→ **TASK OBJECTIVE**
Lines with "CpuPurpose": copy each one from the listing below.
+++++
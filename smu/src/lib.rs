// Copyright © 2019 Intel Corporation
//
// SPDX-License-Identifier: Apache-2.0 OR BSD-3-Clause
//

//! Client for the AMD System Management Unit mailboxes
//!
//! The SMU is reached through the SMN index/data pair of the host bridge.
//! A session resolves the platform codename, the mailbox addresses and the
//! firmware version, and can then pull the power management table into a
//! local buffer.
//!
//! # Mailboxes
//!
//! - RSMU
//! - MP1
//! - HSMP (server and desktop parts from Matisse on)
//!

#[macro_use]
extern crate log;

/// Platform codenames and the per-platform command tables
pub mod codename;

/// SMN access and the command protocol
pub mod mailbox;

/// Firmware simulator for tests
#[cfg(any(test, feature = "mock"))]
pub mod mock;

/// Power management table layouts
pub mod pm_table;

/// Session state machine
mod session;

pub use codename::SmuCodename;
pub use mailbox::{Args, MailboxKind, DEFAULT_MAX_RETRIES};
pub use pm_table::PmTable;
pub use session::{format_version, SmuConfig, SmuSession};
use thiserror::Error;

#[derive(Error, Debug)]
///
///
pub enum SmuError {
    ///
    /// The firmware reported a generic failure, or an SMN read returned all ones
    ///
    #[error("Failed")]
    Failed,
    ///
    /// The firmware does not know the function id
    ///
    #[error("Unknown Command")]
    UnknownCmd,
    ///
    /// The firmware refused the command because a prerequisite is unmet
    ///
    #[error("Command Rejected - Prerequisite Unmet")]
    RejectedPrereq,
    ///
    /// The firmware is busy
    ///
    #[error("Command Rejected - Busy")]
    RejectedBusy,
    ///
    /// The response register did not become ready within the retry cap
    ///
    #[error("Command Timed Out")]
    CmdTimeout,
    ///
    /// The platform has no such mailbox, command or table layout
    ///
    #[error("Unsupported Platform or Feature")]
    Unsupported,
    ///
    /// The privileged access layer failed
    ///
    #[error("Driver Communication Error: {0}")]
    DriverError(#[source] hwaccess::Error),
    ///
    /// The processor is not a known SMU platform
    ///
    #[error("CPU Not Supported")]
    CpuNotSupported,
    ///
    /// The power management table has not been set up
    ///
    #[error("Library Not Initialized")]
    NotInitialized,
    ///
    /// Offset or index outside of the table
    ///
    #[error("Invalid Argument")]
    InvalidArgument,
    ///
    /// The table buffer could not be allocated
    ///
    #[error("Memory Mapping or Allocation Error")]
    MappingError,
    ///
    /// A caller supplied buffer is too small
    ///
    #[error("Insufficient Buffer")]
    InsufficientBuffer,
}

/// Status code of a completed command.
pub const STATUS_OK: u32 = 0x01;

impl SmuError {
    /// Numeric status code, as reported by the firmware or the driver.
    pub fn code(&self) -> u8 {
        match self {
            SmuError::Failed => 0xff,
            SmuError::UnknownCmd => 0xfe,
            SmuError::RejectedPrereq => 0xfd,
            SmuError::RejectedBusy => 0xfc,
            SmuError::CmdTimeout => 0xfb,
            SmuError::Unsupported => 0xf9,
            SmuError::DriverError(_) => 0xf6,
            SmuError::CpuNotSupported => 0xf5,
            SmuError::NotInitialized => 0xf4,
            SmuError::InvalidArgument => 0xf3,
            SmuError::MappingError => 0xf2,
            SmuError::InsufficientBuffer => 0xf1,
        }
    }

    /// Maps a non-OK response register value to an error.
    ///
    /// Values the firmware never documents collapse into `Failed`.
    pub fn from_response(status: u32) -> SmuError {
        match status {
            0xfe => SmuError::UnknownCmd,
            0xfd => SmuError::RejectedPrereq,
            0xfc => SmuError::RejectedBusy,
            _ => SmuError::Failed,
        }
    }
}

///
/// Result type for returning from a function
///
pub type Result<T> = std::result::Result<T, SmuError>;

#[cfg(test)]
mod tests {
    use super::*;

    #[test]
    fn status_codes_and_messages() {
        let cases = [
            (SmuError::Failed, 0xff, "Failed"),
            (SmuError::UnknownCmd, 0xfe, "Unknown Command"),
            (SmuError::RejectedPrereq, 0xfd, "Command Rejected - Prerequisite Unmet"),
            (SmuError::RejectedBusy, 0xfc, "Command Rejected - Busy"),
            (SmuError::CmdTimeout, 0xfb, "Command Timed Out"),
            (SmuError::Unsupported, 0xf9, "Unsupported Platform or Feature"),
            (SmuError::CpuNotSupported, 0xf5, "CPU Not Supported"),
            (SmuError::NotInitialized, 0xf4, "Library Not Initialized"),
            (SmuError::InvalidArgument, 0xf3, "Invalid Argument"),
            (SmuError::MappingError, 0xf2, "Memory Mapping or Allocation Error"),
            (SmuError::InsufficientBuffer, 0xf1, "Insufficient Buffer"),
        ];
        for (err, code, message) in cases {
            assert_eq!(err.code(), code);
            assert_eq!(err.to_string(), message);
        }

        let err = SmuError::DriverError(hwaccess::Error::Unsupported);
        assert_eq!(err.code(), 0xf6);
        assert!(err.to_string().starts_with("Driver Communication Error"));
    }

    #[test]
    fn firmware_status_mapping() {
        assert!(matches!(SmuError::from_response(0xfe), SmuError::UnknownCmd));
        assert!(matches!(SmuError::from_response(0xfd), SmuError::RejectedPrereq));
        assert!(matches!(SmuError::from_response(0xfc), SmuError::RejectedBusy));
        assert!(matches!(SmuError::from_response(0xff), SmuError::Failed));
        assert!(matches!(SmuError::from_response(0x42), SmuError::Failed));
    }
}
+++++
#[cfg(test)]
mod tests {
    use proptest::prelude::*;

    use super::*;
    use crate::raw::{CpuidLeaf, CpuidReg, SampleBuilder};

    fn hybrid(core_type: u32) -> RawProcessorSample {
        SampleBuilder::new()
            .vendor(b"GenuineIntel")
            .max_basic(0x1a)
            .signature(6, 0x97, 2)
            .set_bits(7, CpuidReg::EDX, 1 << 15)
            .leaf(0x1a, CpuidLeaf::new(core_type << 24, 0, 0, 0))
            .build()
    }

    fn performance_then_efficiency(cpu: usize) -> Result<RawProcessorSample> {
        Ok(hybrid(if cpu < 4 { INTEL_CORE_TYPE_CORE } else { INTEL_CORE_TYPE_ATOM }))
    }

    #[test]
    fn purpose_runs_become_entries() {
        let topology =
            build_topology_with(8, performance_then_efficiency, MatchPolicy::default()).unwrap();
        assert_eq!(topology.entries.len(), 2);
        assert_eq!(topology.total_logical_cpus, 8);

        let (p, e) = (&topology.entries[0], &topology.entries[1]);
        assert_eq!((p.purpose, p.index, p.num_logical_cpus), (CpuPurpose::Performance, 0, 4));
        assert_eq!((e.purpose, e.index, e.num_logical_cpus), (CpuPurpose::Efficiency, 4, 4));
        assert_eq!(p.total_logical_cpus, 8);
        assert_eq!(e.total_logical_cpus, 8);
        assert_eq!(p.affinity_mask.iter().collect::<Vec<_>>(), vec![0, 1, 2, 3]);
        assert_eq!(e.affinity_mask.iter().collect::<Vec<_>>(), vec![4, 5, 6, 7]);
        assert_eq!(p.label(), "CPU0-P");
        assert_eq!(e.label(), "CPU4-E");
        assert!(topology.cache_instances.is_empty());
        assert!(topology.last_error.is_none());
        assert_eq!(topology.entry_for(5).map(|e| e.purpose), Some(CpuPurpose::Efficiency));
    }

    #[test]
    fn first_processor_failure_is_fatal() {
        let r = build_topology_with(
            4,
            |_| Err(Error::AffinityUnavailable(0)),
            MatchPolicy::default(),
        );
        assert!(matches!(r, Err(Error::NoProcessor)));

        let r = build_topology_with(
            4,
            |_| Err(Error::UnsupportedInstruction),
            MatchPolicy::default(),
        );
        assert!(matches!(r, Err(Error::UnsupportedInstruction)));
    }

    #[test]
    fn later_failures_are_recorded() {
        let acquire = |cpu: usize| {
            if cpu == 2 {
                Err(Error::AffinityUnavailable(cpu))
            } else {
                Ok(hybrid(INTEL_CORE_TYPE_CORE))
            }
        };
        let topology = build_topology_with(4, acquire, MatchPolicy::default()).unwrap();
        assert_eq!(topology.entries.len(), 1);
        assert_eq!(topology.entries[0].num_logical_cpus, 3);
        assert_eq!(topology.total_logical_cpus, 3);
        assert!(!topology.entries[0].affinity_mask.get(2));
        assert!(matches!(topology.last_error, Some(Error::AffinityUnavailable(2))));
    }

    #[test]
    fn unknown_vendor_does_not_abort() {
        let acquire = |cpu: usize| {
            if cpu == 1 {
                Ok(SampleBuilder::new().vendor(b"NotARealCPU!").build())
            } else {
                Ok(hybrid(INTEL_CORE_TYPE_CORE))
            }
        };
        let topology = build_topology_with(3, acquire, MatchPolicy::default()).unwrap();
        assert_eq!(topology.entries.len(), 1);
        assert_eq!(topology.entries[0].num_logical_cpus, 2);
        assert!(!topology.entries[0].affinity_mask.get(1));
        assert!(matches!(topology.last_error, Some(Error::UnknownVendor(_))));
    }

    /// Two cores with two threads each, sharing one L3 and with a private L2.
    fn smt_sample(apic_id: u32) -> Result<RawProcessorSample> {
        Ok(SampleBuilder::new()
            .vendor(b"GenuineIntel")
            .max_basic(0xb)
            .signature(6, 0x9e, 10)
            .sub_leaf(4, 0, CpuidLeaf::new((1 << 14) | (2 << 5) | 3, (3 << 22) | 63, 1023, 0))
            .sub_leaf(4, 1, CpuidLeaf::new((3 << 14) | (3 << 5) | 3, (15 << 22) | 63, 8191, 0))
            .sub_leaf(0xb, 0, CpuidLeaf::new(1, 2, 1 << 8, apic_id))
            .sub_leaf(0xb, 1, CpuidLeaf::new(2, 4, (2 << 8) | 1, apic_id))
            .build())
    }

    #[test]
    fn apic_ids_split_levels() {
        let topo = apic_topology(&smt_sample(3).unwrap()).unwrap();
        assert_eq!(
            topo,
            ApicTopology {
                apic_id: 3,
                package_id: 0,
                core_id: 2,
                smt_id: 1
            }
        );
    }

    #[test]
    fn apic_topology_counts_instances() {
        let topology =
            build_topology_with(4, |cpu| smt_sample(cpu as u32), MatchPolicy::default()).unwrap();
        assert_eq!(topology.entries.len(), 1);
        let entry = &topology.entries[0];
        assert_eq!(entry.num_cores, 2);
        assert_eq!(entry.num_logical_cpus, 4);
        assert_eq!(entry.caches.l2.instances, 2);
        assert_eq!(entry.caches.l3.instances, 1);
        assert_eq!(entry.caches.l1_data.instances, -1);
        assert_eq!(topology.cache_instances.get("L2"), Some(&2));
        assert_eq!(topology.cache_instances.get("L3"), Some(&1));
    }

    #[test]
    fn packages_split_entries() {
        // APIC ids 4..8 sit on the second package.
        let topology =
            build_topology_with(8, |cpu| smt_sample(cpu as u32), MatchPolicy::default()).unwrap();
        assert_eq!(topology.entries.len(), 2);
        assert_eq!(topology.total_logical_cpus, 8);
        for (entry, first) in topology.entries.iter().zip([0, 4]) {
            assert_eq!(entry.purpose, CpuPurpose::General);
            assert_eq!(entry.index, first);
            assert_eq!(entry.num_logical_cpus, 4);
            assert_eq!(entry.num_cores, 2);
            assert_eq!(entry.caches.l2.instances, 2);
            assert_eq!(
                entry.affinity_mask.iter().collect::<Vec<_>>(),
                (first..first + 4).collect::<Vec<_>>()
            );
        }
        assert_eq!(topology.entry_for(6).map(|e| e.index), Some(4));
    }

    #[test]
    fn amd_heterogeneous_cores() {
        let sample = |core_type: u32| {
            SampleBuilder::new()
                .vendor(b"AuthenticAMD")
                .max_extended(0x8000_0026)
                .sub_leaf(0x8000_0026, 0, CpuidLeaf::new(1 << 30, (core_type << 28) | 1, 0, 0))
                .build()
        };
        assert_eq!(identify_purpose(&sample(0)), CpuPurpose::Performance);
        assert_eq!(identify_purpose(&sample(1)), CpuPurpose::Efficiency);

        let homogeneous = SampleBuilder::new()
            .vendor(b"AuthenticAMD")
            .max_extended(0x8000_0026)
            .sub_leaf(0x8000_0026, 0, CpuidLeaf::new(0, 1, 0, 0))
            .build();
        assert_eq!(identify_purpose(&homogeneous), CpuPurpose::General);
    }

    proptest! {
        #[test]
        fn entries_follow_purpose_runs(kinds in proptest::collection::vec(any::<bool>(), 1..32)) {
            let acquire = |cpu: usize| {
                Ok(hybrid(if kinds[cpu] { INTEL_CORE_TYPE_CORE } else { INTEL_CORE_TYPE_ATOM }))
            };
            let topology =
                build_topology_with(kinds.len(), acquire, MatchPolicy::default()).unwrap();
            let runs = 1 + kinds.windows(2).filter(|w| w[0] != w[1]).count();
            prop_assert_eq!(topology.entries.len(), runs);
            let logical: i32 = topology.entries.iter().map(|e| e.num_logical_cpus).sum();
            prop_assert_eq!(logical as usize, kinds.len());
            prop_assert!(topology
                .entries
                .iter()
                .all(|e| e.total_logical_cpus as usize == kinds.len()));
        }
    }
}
+++++
→ **COMPLETED TASK**
        assert_eq!((p.purpose, p.index, p.num_logical_cpus), (CpuPurpose::Performance, 0, 4));
        assert_eq!((e.purpose, e.index, e.num_logical_cpus), (CpuPurpose::Efficiency, 4, 4));
        assert_eq!(topology.entry_for(5).map(|e| e.purpose), Some(CpuPurpose::Efficiency));
            assert_eq!(entry.purpose, CpuPurpose::General);
        assert_eq!(identify_purpose(&sample(0)), CpuPurpose::Performance);
        assert_eq!(identify_purpose(&sample(1)), CpuPurpose::Efficiency);
        assert_eq!(identify_purpose(&homogeneous), CpuPurpose::General);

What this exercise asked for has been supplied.